I gave up on the idea of owning my music a while ago, and it didn't bother me much. Truthfully, I didn't see much value in building my own large music library.
This isn't to say I don't love music - far from it, actually. At any given point in my day, I'm probably listening to music. I enjoy listening, even if it's only in the background while I work, clean or relax.
Because of my love for music and disinterest in owning it, I was quick to adopt the subscription model. I've been a Rdio premium subscriber for well over a year, and I've dabbled with Spotify every now and again.
I love the subscription model for many reasons, the most important of those being diversification. If you've ever taken a ride in my car, you'd know I have an eclectic taste in music. I can go from listening to Tim McGraw to Usher, Backstreet Boys and then to Tracy Chapman.
With Rdio, I can listen to (pretty much) any song or artist I can imagine. While it may not be as high quality as other avenues, it's good enough for my needs.
Why Apple Music?
During my time using Rdio, I've never been disappointed with their service. However, if I had to nitpick, I've found the discovery element of their service lacking.
For the same reason I enjoy Pandora and Songza, I love turning on a random playlist and discovering new music I wouldn't have otherwise known about.

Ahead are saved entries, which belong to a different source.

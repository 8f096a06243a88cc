//! Union of cached frame ranges.
//!
//! Only frames that belong to some input range are produced; the gap between
//! two disjoint ranges is never filled in.

use std::ops::Deref;

use serde::{Deserialize, Serialize};

use crate::range::FrameRange;

/// Strictly increasing set of frame numbers.
#[derive(Clone, Debug, Default, PartialEq, Eq, Hash, Serialize, Deserialize)]
#[serde(transparent)]
pub struct FrameSet(Vec<i32>);

impl FrameSet {
    pub fn contains(&self, frame: i32) -> bool {
        self.0.binary_search(&frame).is_ok()
    }

    pub fn into_vec(self) -> Vec<i32> {
        self.0
    }
}

impl Deref for FrameSet {
    type Target = [i32];

    fn deref(&self) -> &[i32] {
        &self.0
    }
}

impl IntoIterator for FrameSet {
    type Item = i32;
    type IntoIter = std::vec::IntoIter<i32>;

    fn into_iter(self) -> Self::IntoIter {
        self.0.into_iter()
    }
}

impl<'a> IntoIterator for &'a FrameSet {
    type Item = &'a i32;
    type IntoIter = std::slice::Iter<'a, i32>;

    fn into_iter(self) -> Self::IntoIter {
        self.0.iter()
    }
}

/// Every frame in `a` or `b`, sorted, without duplicates. Commutative.
pub fn union_frames(a: FrameRange, b: FrameRange) -> FrameSet {
    union_all([a, b])
}

/// Every frame in any of `ranges`, sorted, without duplicates.
pub fn union_all<I>(ranges: I) -> FrameSet
where
    I: IntoIterator<Item = FrameRange>,
{
    let mut sorted: Vec<FrameRange> = ranges.into_iter().collect();
    sorted.sort_unstable();

    // Merge overlapping or touching spans, kept as (start, end) in i64 so that
    // `end + 1` cannot overflow at i32::MAX.
    let mut merged: Vec<(i64, i64)> = Vec::with_capacity(sorted.len());
    for r in &sorted {
        let (start, end) = (i64::from(r.start()), i64::from(r.end()));
        match merged.last_mut() {
            Some(last) if start <= last.1 + 1 => last.1 = last.1.max(end),
            _ => merged.push((start, end)),
        }
    }

    let total: i64 = merged.iter().map(|(s, e)| e - s + 1).sum();
    // Only a capacity hint; a total past `usize` cannot be allocated anyway.
    let mut frames = Vec::with_capacity(usize::try_from(total).unwrap_or(0));
    for (start, end) in merged {
        // Both endpoints came from i32 values.
        frames.extend(start as i32..=end as i32);
    }
    log::trace!(
        "union of {} ranges covers {} frames",
        sorted.len(),
        frames.len()
    );
    FrameSet(frames)
}
use js_sys::{Float64Array, Int32Array};
use serde::Serialize;
use serde_wasm_bindgen as swb;
use wasm_bindgen::prelude::*;

use ncache_frames_core::{Config, FrameRange, Overlay};

#[wasm_bindgen]
pub struct NCacheFrames {
    config: Config,
}

fn jsvalue_is_undefined_or_null(v: &JsValue) -> bool {
    v.is_undefined() || v.is_null()
}

/// Serialize with `null` for missing values so overlay padding survives as `null`.
fn to_js<T: Serialize>(value: &T, what: &str) -> Result<JsValue, JsError> {
    value
        .serialize(&swb::Serializer::json_compatible())
        .map_err(|e| JsError::new(&format!("{what} serialize error: {e}")))
}

#[derive(Serialize)]
struct OverlayJs<'a> {
    first: &'a [Option<serde_json::Value>],
    second: &'a [Option<serde_json::Value>],
}

/// Per-frame samples for an overlay. `null` is reserved for padding in the
/// output, so a `null` sample is rejected.
fn samples(value: JsValue, what: &str) -> Result<Vec<serde_json::Value>, JsError> {
    let samples: Vec<serde_json::Value> = swb::from_value(value)
        .map_err(|e| JsError::new(&format!("overlay_arrays {what} parse error: {e}")))?;
    if let Some(i) = samples.iter().position(serde_json::Value::is_null) {
        return Err(JsError::new(&format!(
            "overlay_arrays {what}[{i}] is null; null marks frames without data"
        )));
    }
    Ok(samples)
}

impl NCacheFrames {
    /// Parse a `[start, end]` pair under the configured inverted-range policy.
    fn range(&self, value: JsValue, what: &str) -> Result<FrameRange, JsError> {
        if jsvalue_is_undefined_or_null(&value) {
            return Err(JsError::new(&format!("{what}: range is null/undefined")));
        }
        let [start, end]: [i32; 2] = swb::from_value(value)
            .map_err(|e| JsError::new(&format!("{what} parse error: {e}")))?;
        Ok(self.config.range(start, end)?)
    }
}

#[wasm_bindgen]
impl NCacheFrames {
    /// Create a frame math handle. Pass a JSON config object or undefined/null for defaults.
    /// Example:
    ///   new NCacheFrames({ inverted_ranges: "swap" })
    #[wasm_bindgen(constructor)]
    pub fn new(config: JsValue) -> Result<NCacheFrames, JsError> {
        #[cfg(feature = "console_error_panic_hook")]
        console_error_panic_hook::set_once();

        let config: Config = if jsvalue_is_undefined_or_null(&config) {
            Config::default()
        } else {
            swb::from_value(config).map_err(|e| JsError::new(&format!("config error: {e}")))?
        };
        Ok(NCacheFrames { config })
    }

    /// Every frame cached by either range, sorted.
    #[wasm_bindgen(js_name = union_frames)]
    pub fn union_frames(&self, a: JsValue, b: JsValue) -> Result<Int32Array, JsError> {
        let frames = ncache_frames_core::union_frames(self.range(a, "a")?, self.range(b, "b")?);
        Ok(Int32Array::from(&frames[..]))
    }

    /// Every frame cached by any range of an array of `[start, end]` pairs.
    #[wasm_bindgen(js_name = union_all)]
    pub fn union_all(&self, ranges: JsValue) -> Result<Int32Array, JsError> {
        let pairs: Vec<[i32; 2]> = swb::from_value(ranges)
            .map_err(|e| JsError::new(&format!("union_all parse error: {e}")))?;
        let ranges = pairs
            .into_iter()
            .map(|[start, end]| self.config.range(start, end))
            .collect::<Result<Vec<_>, _>>()?;
        let frames = ncache_frames_core::union_all(ranges);
        Ok(Int32Array::from(&frames[..]))
    }

    /// Returns `{ first: [s, e], second: [s, e], relation: "overlapping" | "disjoint" }`.
    #[wasm_bindgen(js_name = normalize_ranges)]
    pub fn normalize_ranges(&self, a: JsValue, b: JsValue) -> Result<JsValue, JsError> {
        let normalized =
            ncache_frames_core::normalize_ranges(self.range(a, "a")?, self.range(b, "b")?)?;
        to_js(&normalized, "normalize_ranges")
    }

    /// Align two per-frame arrays on a shared timeline.
    /// Returns `{ first, second }`, equal-length arrays padded with `null`.
    /// Samples must not be `null`.
    #[wasm_bindgen(js_name = overlay_arrays)]
    pub fn overlay_arrays(
        &self,
        data_a: JsValue,
        data_b: JsValue,
        a: JsValue,
        b: JsValue,
    ) -> Result<JsValue, JsError> {
        let data_a = samples(data_a, "data_a")?;
        let data_b = samples(data_b, "data_b")?;
        let overlay: Overlay<_, _> = ncache_frames_core::overlay_arrays(
            &data_a,
            &data_b,
            self.range(a, "a")?,
            self.range(b, "b")?,
        )?;
        to_js(
            &OverlayJs {
                first: &overlay.first,
                second: &overlay.second,
            },
            "overlay_arrays",
        )
    }

    /// Returns `{ start_percent, end_percent }` of `cached` within `scene`.
    #[wasm_bindgen(js_name = cached_span)]
    pub fn cached_span(&self, cached: JsValue, scene: JsValue) -> Result<JsValue, JsError> {
        let span = ncache_frames_core::cached_span(
            self.range(cached, "cached")?,
            self.range(scene, "scene")?,
        );
        to_js(&span, "cached_span")
    }
}

/// `count` evenly spaced values from `start` to `end` inclusive.
/// `count` is taken as a JS number so negative or fractional counts are
/// rejected instead of being wrapped into a `u32`.
#[wasm_bindgen]
pub fn wedge_values(start: f64, end: f64, count: f64) -> Result<Float64Array, JsError> {
    let whole = count.is_finite() && count.fract() == 0.0;
    if !whole || !(1.0..=u32::MAX as f64).contains(&count) {
        return Err(JsError::new(&format!(
            "wedge sample count must be a positive integer, got {count}"
        )));
    }
    let values = ncache_frames_core::wedge_values(start, end, count as usize)?;
    Ok(Float64Array::from(&values[..]))
}

#[wasm_bindgen]
pub fn percent(value: f64, range_in: f64, range_out: f64) -> f64 {
    ncache_frames_core::percent(value, range_in, range_out)
}

#[wasm_bindgen]
pub fn from_percent(value: f64, range_in: f64, range_out: f64) -> f64 {
    ncache_frames_core::from_percent(value, range_in, range_out)
}

/// Numeric ABI version for compatibility checks at init.
#[wasm_bindgen]
pub fn abi_version() -> u32 {
    1
}
//! Core configuration for ncache-frames-core.

use serde::{Deserialize, Serialize};

use crate::error::FrameError;
use crate::range::FrameRange;

/// What to do with a `(start, end)` pair where `start > end`.
#[derive(Copy, Clone, Debug, Default, PartialEq, Eq, Serialize, Deserialize)]
#[serde(rename_all = "snake_case")]
pub enum InvertedRangePolicy {
    /// Fail with [`FrameError::InvertedRange`].
    #[default]
    Reject,
    /// Reorder the endpoints.
    Swap,
}

/// Options the host passes in once at startup.
#[derive(Clone, Debug, Default, PartialEq, Eq, Serialize, Deserialize)]
#[serde(default)]
pub struct Config {
    pub inverted_ranges: InvertedRangePolicy,
}

impl Config {
    /// Build a [`FrameRange`] from raw host values under this configuration.
    pub fn range(&self, start: i32, end: i32) -> Result<FrameRange, FrameError> {
        FrameRange::with_policy(start, end, self.inverted_ranges)
    }
}
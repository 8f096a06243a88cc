//! ncache-frames-core: frame range math for simulation cache versions.
//!
//! Pure, stateless helpers used by the cache manager UI and the batch
//! ("wedging") driver:
//! - [`union_frames`] / [`union_all`]: every frame cached by one or more ranges.
//! - [`normalize_ranges`]: place two ranges on one timeline starting at 0.
//! - [`overlay_arrays`]: align two per-frame arrays on that timeline, padding with `None`.
//! - [`wedge_values`]: evenly spaced parameter values for a sweep.
//! - [`remap`]: percentage mapping of frames against the scene playback range.
//!
//! All ranges are inclusive on both ends.

pub mod config;
pub mod error;
pub mod normalize;
pub mod overlay;
pub mod range;
pub mod remap;
pub mod union;
pub mod wedge;

// Re-exports for consumers (adapters)
pub use config::{Config, InvertedRangePolicy};
pub use error::{FrameError, Side};
pub use normalize::{normalize_ranges, NormalizedRanges, RangeRelation};
pub use overlay::{overlay_arrays, Coverage, Overlay};
pub use range::FrameRange;
pub use remap::{cached_span, from_percent, percent, CachedSpan};
pub use union::{union_all, union_frames, FrameSet};
pub use wedge::{wedge_values, WedgeConfig};
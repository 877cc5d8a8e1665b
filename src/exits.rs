//! Exit handling: exit codes, signal handlers, and process hardening.

pub const SUCCESS: i32 = 0;
pub const INVALID_REQUEST: i32 = 1;
pub const USAGE: i32 = 2;
pub const IO_FAILURE: i32 = 3;
pub const INTERRUPTED: i32 = 130;

/// Signal handler for SIGINT/SIGTERM/SIGHUP. Password buffers live on the
/// heap of this process only, so leaving immediately is enough.
extern "C" fn signal_handler(_: libc::c_int) {
    unsafe { libc::_exit(INTERRUPTED) }
}

/// Install signal handlers. Call this early in main().
pub fn install_handlers() {
    unsafe {
        libc::signal(
            libc::SIGINT,
            signal_handler as *const () as libc::sighandler_t,
        );
        libc::signal(
            libc::SIGTERM,
            signal_handler as *const () as libc::sighandler_t,
        );
        libc::signal(
            libc::SIGHUP,
            signal_handler as *const () as libc::sighandler_t,
        );
    }
}

/// Keep generated passwords out of core dumps and away from ptrace.
#[cfg(target_os = "linux")]
pub fn harden() {
    unsafe { libc::prctl(libc::PR_SET_DUMPABLE, 0) };
}

#[cfg(not(target_os = "linux"))]
pub fn harden() {}
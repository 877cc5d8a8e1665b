//! Settings file persistence.
//!
//! One line: `length,count,lower,upper,digits,symbols,exclude_ambiguous`.

use std::env;
use std::fs::OpenOptions;
use std::io::{BufRead, BufReader, Write};
use std::path::{Path, PathBuf};

use log::{info, warn};

use super::Settings;

const FIELDS: usize = 7;

pub fn save(settings: &Settings, path: &Path) -> std::io::Result<()> {
    if let Some(parent) = path.parent()
        && !parent.as_os_str().is_empty()
    {
        std::fs::create_dir_all(parent)?;
    }

    let mut file = OpenOptions::new()
        .write(true)
        .create(true)
        .truncate(true)
        .open(path)?;

    let data = format!(
        "{},{},{},{},{},{},{}\n",
        settings.pass_length,
        settings.number_of_passwords,
        settings.lowercase,
        settings.uppercase,
        settings.digits,
        settings.symbols,
        settings.exclude_ambiguous,
    );

    file.write_all(data.as_bytes())?;
    info!("saved settings to \"{}\"", path.display());
    Ok(())
}

pub fn load(settings: &mut Settings, path: &Path) -> std::io::Result<()> {
    if !path.exists() {
        info!("no settings at \"{}\", writing defaults", path.display());
        return save(settings, path);
    }

    let file = OpenOptions::new().read(true).open(path)?;
    let mut reader = BufReader::new(file);
    let mut line = String::new();
    reader.read_line(&mut line)?;

    let parts: Vec<&str> = line.trim().split(',').collect();
    if parts.len() != FIELDS {
        warn!(
            "settings file \"{}\" has {} fields, expected {FIELDS}; rewriting defaults",
            path.display(),
            parts.len()
        );
        return save(settings, path);
    }

    settings.pass_length = parts[0].parse().unwrap_or(settings.pass_length);
    settings.number_of_passwords = parts[1].parse().unwrap_or(settings.number_of_passwords);
    settings.lowercase = parts[2].parse().unwrap_or(settings.lowercase);
    settings.uppercase = parts[3].parse().unwrap_or(settings.uppercase);
    settings.digits = parts[4].parse().unwrap_or(settings.digits);
    settings.symbols = parts[5].parse().unwrap_or(settings.symbols);
    settings.exclude_ambiguous = parts[6].parse().unwrap_or(settings.exclude_ambiguous);

    Ok(())
}

/// `$CLASSPASS_SETTINGS`, else `$HOME/.config/classpass/settings`.
pub fn get_path() -> PathBuf {
    if let Ok(path) = env::var("CLASSPASS_SETTINGS") {
        return PathBuf::from(path);
    }
    let home = env::var("HOME").unwrap_or_else(|_| ".".into());
    PathBuf::from(home).join(".config/classpass/settings")
}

When Apple announced Apple Music, they made a major promise regarding discovery:
"Our experts handpick songs, artists and albums based on what you listen to and like. And anytime you want to find out what’s going on in the world of music, our experts are there to give you their take on the freshest and most relevant stuff around."
This promise alone pushed me to make the jump towards Apple Music.
I've only used Apple Music for a day or two, but so far I'm extremely impressed. In contrast to Rdio, I love Apple Music's curated playlists and artists selections.
When I first loaded up Apple Music, I spent around 10 minutes selecting my favorite genres and artists as presented by Apple.
The result from making these choices was a comprehensive 'For You' page, which has provided me with an endless stream of music tailored to my tastes.
Besides the curated playlists and recommendations, there are plenty of other ways to discover music. One of my other favourite ways to experience Apple Music is through browsing the 'New' section where it's easy to find what's trending in the music industry. I particularly love the inclusion of lists like 'Hot Tracks', 'Recent Releases', and 'Top Songs.'
One of the highest profile features of Apple Music is the Beats 1 radio station, which Apple hails as a "truly global listening experience." While possessing the traditional trade-offs of a typical radio station, Beats 1 is described as a place for "progressive radio programming."
While I don't think Beats 1 is a revolutionary shift in how I discover new music, I'm amazed at the diverse collection of music curated by the creative minds of Zane Lowe, Ebro Darden, and Julie Adenuga.
Within the first hour of listening to Beats 1, I was familiar with only one song. I can truly say I discovered new music I never heard of (and probably never would've been introduced to if it wasn't for Beats 1).
As an example, Zane Lowe played a song by the band Coasts, which I immediately fell in love with. I've now downloaded their entire album. That's discovery.
Considering I've only been using Apple Music for a few days, it's hard to judge every element of the service. Connect, which is described as a place for artists to share pictures, video and content with fans, could end up being a dud, or it could turn out to be the best way to connect with your favorite artists. Only time will tell.
Ultimately, I've enjoyed my first experiences with Apple Music and have no regrets about cancelling Rdio.
While I may have given up on the idea of owning music a few years ago, thanks to Apple Music, I've now adopted the idea of discovering new music and artists.
And I think that's something special.